ACTIVITY » Return each line in the records below that includes "captures".

INFORMATION SHOWN »
>>
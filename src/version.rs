use regex::Regex;

/// Represents a semantic version with major, minor, and patch components.
///
/// Follows semantic versioning specification (major.minor.patch).
#[derive(Debug, Clone, Copy, PartialEq, Eq)]
pub struct Version {
    pub major: u32,
    pub minor: u32,
    pub patch: u32,
}

impl Version {
    /// Creates a new Version with the specified major, minor, and patch components.
    ///
    /// # Arguments
    /// * `major` - Major version number
    /// * `minor` - Minor version number
    /// * `patch` - Patch version number
    pub fn new(major: u32, minor: u32, patch: u32) -> Self {
        Version {
            major,
            minor,
            patch,
        }
    }
}

impl std::fmt::Display for Version {
    fn fmt(&self, f: &mut std::fmt::Formatter<'_>) -> std::fmt::Result {
        write!(f, "{}.{}.{}", self.major, self.minor, self.patch)
    }
}

/// Parses a version from a release tag string.
///
/// Only the exact `v<major>.<minor>.<patch>` form is accepted, anchored at
/// both ends: no uppercase `V`, no other prefixes, and no pre-release or
/// build suffixes. A tag that doesn't match is not an error, just a release
/// outside the versioning convention (e.g. `latest`, `nightly-2024-01-01`).
///
/// Leading zeros in a component parse as decimal (`v1.02.3` → minor = 2).
///
/// # Arguments
/// * `tag` - Tag string to parse (e.g., "v1.2.3")
///
/// # Returns
/// * `Some(Version)` - Successfully parsed version
/// * `None` - If the tag doesn't follow the convention
pub fn parse_version_from_tag(tag: &str) -> Option<Version> {
    let re = Regex::new(r"^v(\d+)\.(\d+)\.(\d+)$").ok()?;
    let captures = re.captures(tag)?;

    let major = captures[1].parse::<u32>().ok()?;
    let minor = captures[2].parse::<u32>().ok()?;
    let patch = captures[3].parse::<u32>().ok()?;

    Some(Version::new(major, minor, patch))
}

/// Checks a tag against the release naming convention: `v<major>.<minor>.<patch>`
/// with the major component limited to one or two digits.
///
/// This is deliberately stricter than [parse_version_from_tag] and is used by
/// the `not-matching-semver` strategy to flag out-of-convention tags; the
/// two-digit cap on the major is part of that strategy's contract.
///
/// # Arguments
/// * `tag` - Tag string to check
pub fn matches_release_tag_convention(tag: &str) -> bool {
    match Regex::new(r"^v\d{1,2}\.\d+\.\d+$") {
        Ok(re) => re.is_match(tag),
        Err(_) => false,
    }
}
use std::fmt;
use std::str::FromStr;

use crate::error::ReleasePruneError;

/// A retention strategy, decoded once from its string identifier.
///
/// The complete vocabulary of identifiers:
///
/// | Token | Meaning |
/// |---|---|
/// | `all` | keep every release |
/// | `latest-in-minor` | keep the highest patch of each `major.minor` group |
/// | `last-<N>-in-minor` | keep the `N` highest patches of each `major.minor` group |
/// | `not-matching-semver` | keep the releases whose tag is outside the version convention |
/// | `without-artifacts` | keep the releases with no uploaded artifacts |
///
/// The `last-<N>-in-minor` family embeds its count in the token; the count is
/// extracted here so the selection engine never parses strings. Unrecognized
/// tokens are a hard error, not a no-op.
#[derive(Debug, Clone, PartialEq, Eq)]
pub enum Strategy {
    All,
    LatestInMinor,
    LastNInMinor(usize),
    NotMatchingSemver,
    WithoutArtifacts,
}

impl Strategy {
    /// The recognized tokens, for help and error output. `<N>` stands for a
    /// decimal integer.
    pub const VOCABULARY: [&'static str; 5] = [
        "all",
        "latest-in-minor",
        "last-<N>-in-minor",
        "not-matching-semver",
        "without-artifacts",
    ];
}

impl fmt::Display for Strategy {
    fn fmt(&self, f: &mut fmt::Formatter<'_>) -> fmt::Result {
        match self {
            Strategy::All => write!(f, "all"),
            Strategy::LatestInMinor => write!(f, "latest-in-minor"),
            Strategy::LastNInMinor(n) => write!(f, "last-{}-in-minor", n),
            Strategy::NotMatchingSemver => write!(f, "not-matching-semver"),
            Strategy::WithoutArtifacts => write!(f, "without-artifacts"),
        }
    }
}

impl FromStr for Strategy {
    type Err = ReleasePruneError;

    fn from_str(token: &str) -> Result<Self, Self::Err> {
        match token {
            "all" => Ok(Strategy::All),
            "latest-in-minor" => Ok(Strategy::LatestInMinor),
            "not-matching-semver" => Ok(Strategy::NotMatchingSemver),
            "without-artifacts" => Ok(Strategy::WithoutArtifacts),
            _ => {
                // The parameterized family: a token shaped like the family
                // with a bad count is a format error, not an unknown token.
                if let Some(count) = token
                    .strip_prefix("last-")
                    .and_then(|rest| rest.strip_suffix("-in-minor"))
                {
                    if count.is_empty() || !count.chars().all(|c| c.is_ascii_digit()) {
                        return Err(ReleasePruneError::invalid_strategy_format(format!(
                            "expected an integer count in '{}', got '{}'",
                            token, count
                        )));
                    }
                    let n = count.parse::<usize>().map_err(|_| {
                        ReleasePruneError::invalid_strategy_format(format!(
                            "count '{}' in '{}' is out of range",
                            count, token
                        ))
                    })?;
                    return Ok(Strategy::LastNInMinor(n));
                }

                Err(ReleasePruneError::unknown_strategy(token))
            }
        }
    }
}

#[cfg(test)]
mod tests {
    use super::*;

    #[test]
    fn test_parse_fixed_tokens() {
        assert_eq!("all".parse::<Strategy>().unwrap(), Strategy::All);
        assert_eq!(
            "latest-in-minor".parse::<Strategy>().unwrap(),
            Strategy::LatestInMinor
        );
        assert_eq!(
            "not-matching-semver".parse::<Strategy>().unwrap(),
            Strategy::NotMatchingSemver
        );
        assert_eq!(
            "without-artifacts".parse::<Strategy>().unwrap(),
            Strategy::WithoutArtifacts
        );
    }

    #[test]
    fn test_parse_parameterized_family() {
        assert_eq!(
            "last-3-in-minor".parse::<Strategy>().unwrap(),
            Strategy::LastNInMinor(3)
        );
        assert_eq!(
            "last-0-in-minor".parse::<Strategy>().unwrap(),
            Strategy::LastNInMinor(0)
        );
    }

    #[test]
    fn test_parse_unknown_token() {
        let err = "bogus".parse::<Strategy>().unwrap_err();
        assert!(matches!(err, ReleasePruneError::UnknownStrategy(_)));
    }

    #[test]
    fn test_parse_malformed_count() {
        for token in ["last-x-in-minor", "last--in-minor", "last-+3-in-minor"] {
            let err = token.parse::<Strategy>().unwrap_err();
            assert!(
                matches!(err, ReleasePruneError::InvalidStrategyFormat(_)),
                "'{}' should be a format error, got {:?}",
                token,
                err
            );
        }
    }

    #[test]
    fn test_parse_oversized_count() {
        let err = "last-99999999999999999999-in-minor"
            .parse::<Strategy>()
            .unwrap_err();
        assert!(matches!(err, ReleasePruneError::InvalidStrategyFormat(_)));
    }

    #[test]
    fn test_display_round_trips() {
        for strategy in [
            Strategy::All,
            Strategy::LatestInMinor,
            Strategy::LastNInMinor(5),
            Strategy::NotMatchingSemver,
            Strategy::WithoutArtifacts,
        ] {
            let token = strategy.to_string();
            assert_eq!(token.parse::<Strategy>().unwrap(), strategy);
        }
    }
}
<<
YOUR SOLUTION »
    let captures = re.captures(tag)?;
    let major = captures[1].parse::<u32>().ok()?;
    let minor = captures[2].parse::<u32>().ok()?;
    let patch = captures[3].parse::<u32>().ok()?;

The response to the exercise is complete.